* ACTIVITY
If a line in the entries below includes the string "sessions", copy it out.

* Data items
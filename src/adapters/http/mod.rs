//! HTTP adapter - JSON API over the screen router.
//!
//! Endpoints:
//! - `POST /sessions` - open a session, returns the signed token
//! - `DELETE /sessions` - end the session
//! - `GET /menu` - screens offered in the current menu state
//! - `POST /screens` - render a `ScreenRequest` into a `Page`
//! - `POST /upload?filename=` - raw file bytes in, Upload page out
//! - `GET /downloads/:filename` - fetch a rendered export
//!
//! Every endpoint except `POST /sessions` needs the `x-lss-session` header.

pub mod dto;
pub mod middleware;
pub mod registry;
pub mod screens;
pub mod session;

use std::sync::Arc;

use axum::Router;

use crate::adapters::auth::SessionTokenSigner;
use crate::application::screens::ScreenRouter;

pub use middleware::SESSION_HEADER;
pub use registry::SessionRegistry;

/// Shared state for every HTTP handler.
#[derive(Clone)]
pub struct AppState {
    pub router: Arc<ScreenRouter>,
    pub sessions: Arc<SessionRegistry>,
    pub signer: Arc<SessionTokenSigner>,
}

impl AppState {
    pub fn new(
        router: ScreenRouter,
        sessions: SessionRegistry,
        signer: SessionTokenSigner,
    ) -> Self {
        Self {
            router: Arc::new(router),
            sessions: Arc::new(sessions),
            signer: Arc::new(signer),
        }
    }
}

/// Assembles every route behind the session middleware.
pub fn app_router(state: AppState) -> Router {
    Router::new()
        .merge(session::session_routes())
        .merge(screens::screen_routes())
        .layer(axum::middleware::from_fn_with_state(
            state.clone(),
            middleware::session_middleware,
        ))
        .with_state(state)
}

* OUTPUT BELOW
//! - `POST /sessions` - open a session, returns the signed token
//! - `DELETE /sessions` - end the session
//! Every endpoint except `POST /sessions` needs the `x-lss-session` header.
    pub sessions: Arc<SessionRegistry>,
        sessions: SessionRegistry,
            sessions: Arc::new(sessions),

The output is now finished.